However, two reports in PLoS Pathogens [30], [31] have suggested that CTLs cannot mediate antiviral activity via cytolysis of infected cells in vivo in the SIV-macaque model. Viremia decay rates after antiretroviral treatment were not measurably changed by CD8 depletion, which was interpreted by applying a fixed production model to suggest that the lifetime of infected cells was unchanged after CTL removal. This model [32] assumed that the lifetime of infected CD4⁺ T lymphocytes is directly reflected by the decay rate of plasma viremia due to the very short half-life of virions [60], [61]. Thus because the decay rate of plasma viremia was not detectably changed by the predicted 10- to 20-fold amount required for cytolysis to explain a 10- to 20-fold increase in viremia in their fixed production model, the rise in viremia after CD8 depletion in these studies was attributed to increased virus production by infected cells without lengthened lifespan (Figure 7 top). It was concluded that CTLs do not mediate antiviral activity by killing infected cells.

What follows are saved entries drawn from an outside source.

//! The viewer's notification inbox.

use std::sync::Arc;

use anishelf_core::{notification::Notification, store::CatalogStore};
use axum::{
  Json,
  extract::{Path, Query, State},
  http::StatusCode,
};
use serde::{Deserialize, Serialize};
use serde_json::json;
use uuid::Uuid;

use crate::{error::ApiError, viewer::Viewer};

pub const DEFAULT_LIMIT: usize = 30;
pub const MAX_LIMIT: usize = 100;

#[derive(Debug, Deserialize, Default)]
pub struct ListParams {
  pub limit:  Option<usize>,
  pub offset: Option<usize>,
}

#[derive(Debug, Serialize, Deserialize)]
pub struct Inbox {
  pub items:        Vec<Notification>,
  pub unread_count: usize,
}

/// `GET /notifications[?limit=..][&offset=..]`
pub async fn list<S>(
  State(store): State<Arc<S>>,
  viewer: Viewer,
  Query(params): Query<ListParams>,
) -> Result<Json<Inbox>, ApiError>
where
  S: CatalogStore,
{
  let user = viewer.require()?;
  let limit = params.limit.unwrap_or(DEFAULT_LIMIT).clamp(1, MAX_LIMIT);
  let offset = params.offset.unwrap_or(0);

  let items = store
    .list_notifications(user.user_id, limit, offset)
    .await
    .map_err(ApiError::store)?;
  let unread_count = store.unread_count(user.user_id).await.map_err(ApiError::store)?;
  Ok(Json(Inbox { items, unread_count }))
}

/// `POST /notifications/read`
pub async fn mark_read<S>(
  State(store): State<Arc<S>>,
  viewer: Viewer,
) -> Result<Json<serde_json::Value>, ApiError>
where
  S: CatalogStore,
{
  let user = viewer.require()?;
  let marked = store.mark_all_read(user.user_id).await.map_err(ApiError::store)?;
  Ok(Json(json!({ "marked": marked })))
}

/// `DELETE /notifications/:id`
pub async fn destroy<S>(
  State(store): State<Arc<S>>,
  viewer: Viewer,
  Path(id): Path<Uuid>,
) -> Result<StatusCode, ApiError>
where
  S: CatalogStore,
{
  let user = viewer.require()?;
  if store.delete_notification(user.user_id, id).await.map_err(ApiError::store)? {
    Ok(StatusCode::NO_CONTENT)
  } else {
    Err(ApiError::NotFound(format!("notification {id} not found")))
  }
}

The assumptions and implications of the fixed production model and the model utilized in the current study are compared schematically: Top: The fixed production model assumes that the amount of plasma virus is always in direct proportion to the number of infected cells, and therefore that infected cells produce virus at a constant rate after infection. Based on the observed viremia decay rate after antiretroviral treatment, the average lifetime of an infected cell is calculated (green arrow). After CD8 depletion, the lifetime of an infected cell would have to increase linearly to explain the increased virus (blue arrow) if shortened lifetime were the mechanism of CTL suppression of viral replication. However, Klatt *et al* and Wong *et al* were unable to measure a change in viremia decay rates and therefore assumed that virus production per cell must be increased after removal of CTLs (blue line). Bottom: Our model assumes a non-linear rate of virus production by an infected cell, starting with an eclipse period and then an exponential rise in production, fitting biological observations of viral replication. If CTLs kill the infected cell during the productive phase of infection at baseline (green arrow), loss of CTLs result in a relatively large output in virus production with a small change in the lifetime of the infected cell. Thus the rise in virus production seen after CD8 depletion is consistent with a small change in the lifetime of infected cells, far below the power to detect with a small number of tested macaques.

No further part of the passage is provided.